Methods We designed a multicenter retrospective cohort study among treated patients with a serological and pathology confirmation of ATL. Included patients with acute or lymphomatous ATL subtypes received systemic treatment (e.g., chemotherapy; zidovudine plus interferon). The training cohort consists of patients from endemic regions treated in tertiary care centers across Latin America and the United States. A validation set of 193 patients from Japan was used for reproducibility. Our exploratory analysis identified that at least 20% of relapsed patients experienced this event within 5 months after diagnosis in both training and validation cohorts. Therefore, we used a 5-month landmark for patients with ATL (ATL5) to define early progression. Median follow-up (reverse Kaplan-Meier) was 48 and 40 months in the training and validation cohorts, respectively. Overall survival was defined from date progression for early-ATL5, and from the 5-month landmark for non-early-ATL5 (reference group). Patients that died without relapse within 5 months (n=62 training, n=54 validation) or those alive with less than 5 months of follow-up time (n=13 training, n=3 validation) were excluded from the analysis. We plotted Kaplan-Meier curves and used the log-rank test to compare groups across the datasets. Univariate and multivariate Cox regression analyses were employed to model the effect of ATL5 on all-cause mortality. Missing values were added as a missing category in the adjusted models.
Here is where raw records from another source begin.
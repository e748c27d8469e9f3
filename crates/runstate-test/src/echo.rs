//! Simulated programs
//!
//! An `EchoingProgram` watches the global state through its own change
//! monitor and copies every new global state into its program `State`, after
//! an optional delay. A silent program watches but never answers.

use std::sync::atomic::{AtomicBool, Ordering};
use std::sync::Arc;
use std::thread::{self, JoinHandle};
use std::time::Duration;

use runstate_core::{layout, program, Notification, RunStateError, RunStateResult};
use runstate_monitor::{ChangeMonitor, MonitorConfig};
use runstate_store::{ChangeFeed, VariableStore};
use tracing::{debug, warn};

/// How a simulated program reacts to a global transition
#[derive(Clone, Copy, Debug, PartialEq, Eq)]
pub enum EchoBehavior {
    /// Copy the global state after `delay`
    Echo { delay: Duration },
    /// Never answer
    Silent,
}

impl EchoBehavior {
    pub fn immediate() -> Self {
        EchoBehavior::Echo {
            delay: Duration::ZERO,
        }
    }

    pub fn delayed(ms: u64) -> Self {
        EchoBehavior::Echo {
            delay: Duration::from_millis(ms),
        }
    }

    pub fn echoes(&self) -> bool {
        matches!(self, EchoBehavior::Echo { .. })
    }
}

/// A program thread following the global state
pub struct EchoingProgram {
    name: String,
    behavior: EchoBehavior,
    stop: Arc<AtomicBool>,
    worker: Option<JoinHandle<u64>>,
}

impl EchoingProgram {
    /// Start following the global state.
    ///
    /// The monitor is created before this returns, so no global change made
    /// afterwards is missed.
    pub fn spawn(
        name: &str,
        requests: Arc<dyn VariableStore>,
        feed: Box<dyn ChangeFeed>,
        behavior: EchoBehavior,
    ) -> RunStateResult<Self> {
        let monitor = ChangeMonitor::new(requests.as_ref(), feed, MonitorConfig::responsive())?;
        let state_path = layout::program_var(monitor.program_parent_path(), name, program::STATE);
        let stop = Arc::new(AtomicBool::new(false));

        let thread_stop = Arc::clone(&stop);
        let thread_name = name.to_string();
        let worker = thread::Builder::new()
            .name(format!("echo-{}", name))
            .spawn(move || {
                echo_loop(&thread_name, &monitor, requests.as_ref(), &state_path, behavior, &thread_stop)
            })
            .map_err(|e| RunStateError::Internal(format!("echo thread: {}", e)))?;

        Ok(EchoingProgram {
            name: name.to_string(),
            behavior,
            stop,
            worker: Some(worker),
        })
    }

    pub fn name(&self) -> &str {
        &self.name
    }

    pub fn behavior(&self) -> EchoBehavior {
        self.behavior
    }

    /// Stop the thread and return how many echoes it wrote
    pub fn shutdown(mut self) -> u64 {
        self.halt()
    }

    fn halt(&mut self) -> u64 {
        self.stop.store(true, Ordering::Release);
        match self.worker.take().map(JoinHandle::join) {
            Some(Ok(echoes)) => echoes,
            Some(Err(_)) => {
                warn!(program = %self.name, "echo thread panicked");
                0
            }
            None => 0,
        }
    }
}

impl Drop for EchoingProgram {
    fn drop(&mut self) {
        self.halt();
    }
}

fn echo_loop(
    name: &str,
    monitor: &ChangeMonitor,
    store: &dyn VariableStore,
    state_path: &str,
    behavior: EchoBehavior,
    stop: &AtomicBool,
) -> u64 {
    let mut echoes = 0;
    while !stop.load(Ordering::Acquire) {
        let batch = match monitor.get_notifications(None, Some(Duration::from_millis(20))) {
            Ok(batch) => batch,
            Err(e) => {
                warn!(program = name, error = %e, "echo monitor failed");
                break;
            }
        };

        for notification in batch {
            let Notification::GlobalStateChange { state } = notification else {
                continue;
            };
            let EchoBehavior::Echo { delay } = behavior else {
                continue;
            };
            if !delay.is_zero() {
                thread::sleep(delay);
            }
            match store.set(state_path, &state) {
                Ok(()) => {
                    echoes += 1;
                    debug!(program = name, %state, "echoed");
                }
                // Deleted or relocated under us
                Err(e) => warn!(program = name, %state, error = %e, "echo rejected"),
            }
        }
    }
    echoes
}

#[cfg(test)]
mod tests {
    use super::*;
    use runstate_core::{GLOBAL_STATE_PATH, RUN_STATE_MACHINE};
    use runstate_store::{install_run_state_schema, MemoryStore};
    use std::time::Instant;

    fn store_with_program(name: &str) -> Arc<MemoryStore> {
        let store = MemoryStore::shared();
        install_run_state_schema(store.as_ref()).unwrap();
        let dir = layout::program_dir("/RunState", name);
        store.mkdir(&dir).unwrap();
        store
            .declare(&layout::join(&dir, program::STATE), RUN_STATE_MACHINE, None)
            .unwrap();
        store
    }

    fn wait_for(store: &MemoryStore, path: &str, value: &str) -> bool {
        let deadline = Instant::now() + Duration::from_secs(2);
        while Instant::now() < deadline {
            if store.get(path).unwrap() == value {
                return true;
            }
            thread::sleep(Duration::from_millis(5));
        }
        false
    }

    #[test]
    fn test_echoes_global_state() {
        let store = store_with_program("evb");
        let echo = EchoingProgram::spawn(
            "evb",
            store.clone(),
            Box::new(store.subscription()),
            EchoBehavior::immediate(),
        )
        .unwrap();

        store.set(GLOBAL_STATE_PATH, "NotReady").unwrap();
        assert!(wait_for(&store, "/RunState/evb/State", "NotReady"));
        assert_eq!(echo.shutdown(), 1);
    }

    #[test]
    fn test_silent_program_stays_put() {
        let store = store_with_program("evb");
        let echo = EchoingProgram::spawn(
            "evb",
            store.clone(),
            Box::new(store.subscription()),
            EchoBehavior::Silent,
        )
        .unwrap();

        store.set(GLOBAL_STATE_PATH, "NotReady").unwrap();
        assert!(!wait_for(&store, "/RunState/evb/State", "NotReady"));
        assert_eq!(echo.shutdown(), 0);
    }
}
Results Of the 253 patients in the training cohort, 38% (n=96) relapsed within 5 months after diagnosis, and 62% (n=157) did not (reference group). There were 96 (38%) with acute (early-ATL5: n=55, reference: n=41) and 157 (62%) with lymphoma (early-ATL5: n=41, reference: n=116) ATL subtype. The median age at diagnosis was similar between both groups (early relapse: 55 years, reference: 54 years; p=0.831). Patients with early-ATL5 had poor performance status (ECOG 2-4 68% vs. 49%, p=0.009), higher frequency of acute ATL (57% vs. 26%, p<0.001), B symptoms (83% vs. 63%, p=0.034), advanced stage (III-IV 97% vs. 84%, p=0.002), hypercalcemia (51% vs. 35%, p=0.023), and higher values of lactate dehydrogenase (96% vs. 77%, p<0.001). Overall survival at 3 years was poorer among patients with early-ATL5 (12% vs. 30%; p=0.0001; Figure 1A). The univariate Cox analysis identified a hazard ratio (HR) of 2.02 (95% confidence interval [CI] 1.49-2.74) for early progression. After adjusting for ATL subtype, cancer stage, skin involvement, ECOG score, extranodal involvement, and hypercalcemia, patients with early-ATL5 remained with a higher risk of death (adjusted HR: 2.02, 95% CI 1.43-2.86). In the validation cohort, the 23 (12%) patients with early progression were deceased within 18 months after the landmark basal time (Figure 1B). The risk of death was higher among individuals with early-ATL5 in the validation set (adjusted HR: 1.84, 95% CI 1.14-2.95, Figure 1B).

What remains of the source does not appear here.